Survival under medical management by LACI groups, stratified by no/mild MR (A) and moderate–severe MR (B), and with LAVI <40 mL/m2 (C) and ≥40 mL/m2 (D). In both subgroups, patients with LACI ≥5 (blue curve) incur much higher mortality than those with LACI <5 (red curve). LACI indicates left atrial coupling index; LAVI, left atrial volume index; and MR, mitral regurgitation. To further confirm LACI association to survival, we examined overall survival throughout follow‐up (89±1% at 5 years and 76±1% at 10 years) (Figure S4). Higher LACI was associated with higher long‐term mortality with a univariable HR of 1.28 (95% CI, 1.25–1.32) per 3‐unit increment and a HR of 2.62 (95% CI, 2.27–3.02) for LACI ≥5 (P<0.0001) (Table 4).

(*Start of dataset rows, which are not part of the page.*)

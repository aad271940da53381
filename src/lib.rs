//! # CircuitLive Core
//!
//! Real-time emulation of analog circuits for audio processing.
//!
//! This library provides:
//! - A line-oriented netlist format for describing circuits
//! - Modified Nodal Analysis (MNA) based circuit simulation
//! - Linear components (R, C, L, sources, ideal op-amps) and diodes
//! - Per-channel block processing with gain and dry/wet mix
//! - A lock-free netlist hand-off for hosts that reload circuits while playing
//!
//! ## Architecture
//!
//! The library is organized into several modules:
//!
//! - [`dsl`] - Parser for the netlist format
//! - [`circuit`] - Circuit topology and validation
//! - [`components`] - Component models and their MNA stamps
//! - [`solver`] - Matrix assembly, LU solver, Newton-Raphson and the sample loop
//! - [`netlist`] - Load/reset lifecycle around a simulator
//! - [`host`] - Loader/processor pair for real-time hosts
//! - [`audio`] - Raw PCM stream I/O (CLI only)
//!
//! ## Usage
//!
//! ### Native CLI
//!
//! ```bash
//! ffmpeg -i input.wav -f f32le -ac 2 -ar 48000 - \
//!   | circuitlive --channels 2 clipper.cir \
//!   | ffmpeg -f f32le -ac 2 -ar 48000 -i - output.wav
//! ```
//!
//! ### Library
//!
//! ```
//! use circuitlive_core::{Netlist, ProcessSettings};
//!
//! let mut netlist = Netlist::new();
//! netlist.prepare(&ProcessSettings::default().with_channels(1)).unwrap();
//! netlist.init("Vi 1 0 0\nR 1 2 1k\nR 2 0 1k\nVo 2 0 0").unwrap();
//!
//! let mut block = vec![1.0f32; 64];
//! netlist.process_block(&mut [block.as_mut_slice()]);
//! assert!((block[63] - 0.5).abs() < 1e-6);
//! ```
//!
//! ## Circuit Simulation Method
//!
//! For each time step Ts = 1/effective_sample_rate:
//!
//! 1. Drive the audio input sources and refresh the reactive companion sources
//! 2. Solve Ax = b for node voltages and auxiliary currents
//! 3. For circuits with diodes, restamp, refactor and resolve until the
//!    update is small enough (at most 16 iterations)
//!
//! Reactive elements (C, L) are discretized using the trapezoidal rule, which
//! maps the analog response through the bilinear transform.

pub mod circuit;
pub mod components;
pub mod config;
pub mod dsl;
pub mod error;
pub mod host;
pub mod netlist;
pub mod solver;

#[cfg(feature = "cli")]
pub mod audio;

// Re-export main types for convenience
pub use circuit::Circuit;
pub use config::{Oversampling, ProcessSettings, SimulatorConfig};
pub use error::{CircuitError, Result};
pub use host::{NetlistLoader, NetlistProcessor};
pub use netlist::Netlist;
pub use solver::{ProcessMode, Simulator};

// WASM bindings
#[cfg(feature = "wasm")]
mod wasm;

#[cfg(feature = "wasm")]
pub use wasm::WasmCircuitSim;

/// Default sample rate in Hz
pub const DEFAULT_SAMPLE_RATE: f64 = 48000.0;

/// Thermal voltage of the reference diode at about 300 K
pub const THERMAL_VOLTAGE: f64 = 0.025852;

Adjustment did not affect the powerful association of LACI to overall mortality, with adjusted HRs of 1.09 [95% CI, 1.03–1.14] per 3‐unit increase (P<0.001) and 1.19 (95% CI, 1.02–1.39) for LACI ≥5 (P=0.03) (comprehensive model). Conversely, postoperative survival involved fewer events and was 94±1% at 5 years and 85±2% at 10 years (Figure S4). Although univariately LACI was associated with postoperative survival, in multivariable analysis, LACI mortality link after mitral surgery remained directionally worse but lost statistical significance (Table 4). However, overall survival accounting for mitral surgery as a time‐dependent covariate in multivariable analysis remained independently linked to LACI, irrespective of treatment (P<0.0001), but was also markedly improved by surgery adjusting for LACI (time‐dependent adjusted HR, 0.40 [95% CI, 0.28–0.65]; P<0.0001).

Discussion

The present study addresses for the first time LA functional assessment by standard Doppler echocardiography in a large FMV cohort. Of core importance was inclusion of consecutive patients diagnosed with isolated FMV involving all DMR grades, comprehensively characterized, with LAVI and a′‐TDI measured prospectively at diagnosis in routine practice. Taking advantage of these unique assets, we found that in patients with FMV, LA functional impairment, expressed through higher LACI, was frequent but not isolated and independently associated with more severe DMR, older age, and worse LV systolic and diastolic function. At diagnosis, higher LACI is independently associated with more severe clinical presentation, more dyspnea, more pulmonary hypertension, and more tricuspid regurgitation. The most important result is that higher LACI is strongly and independently associated with excess mortality, which was considerable under medical management, adjusting for any potential confounders and irrespective of DMR severity and LA size (Figure 4). Spline curve analysis over the entire LACI range determined the excess mortality threshold of LACI ≥5 and sharp increase with each LACI increment. The prognostic importance of LACI is underscored by its incremental power over conventional determinants but also over LAVI with large net reclassification index >20%. Hence, LA functional response to the mitral disease, measured by LACI, is a strong, independent, and incremental determinant of outcome widely applicable in routine clinical practice.
Figure 4

LACI in floppy mitral valves.

(Top left) Measurement of LACI using LAVI over tissue Doppler imaging septal a′. (Top right) LACI‐associated features and clinical consequences. (Bottom left) Survival stratified by LACI <5 and ≥5 throughout follow‐up. Note the large mortality difference between LACI groups. (Bottom right) LACI incremental prognostic measurement over LAVI, with nested model and survival stratified by LACI <5 and ≥5 in patients with LAVI <40 mL/m2. Note the excess mortality with LACI ≥5 vs <5 and no left atrial enlargement. DMR indicates degenerative mitral regurgitation; FTR, functional tricuspid regurgitation; LACI, left atrial coupling index; LAVI, left atrial volume index; LV, left ventricle; PHTN, pulmonary hypertension; and TDI, tissue Doppler imaging.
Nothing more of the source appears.